Source records -
++++++

//! Data models for the Vaktr telemetry relay.
//!
//! This module contains the telemetry record union, the retrieved event-log
//! record, and the cluster health shapes.

pub mod event;
pub mod health;
pub mod telemetry;

pub use event::RetrievedLogRecord;
pub use health::{ApplicationHealthState, ClusterHealth, HealthState, ServiceHealthState};
pub use telemetry::{ExceptionDetails, Tags, TelemetryRecord, TraceSeverity};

++++++

What needs to be done - Only lines holding the word "event" are wanted, so copy each of them from the records above.

Answer for the task -
//! This module contains the telemetry record union, the retrieved event-log
pub mod event;
pub use event::RetrievedLogRecord;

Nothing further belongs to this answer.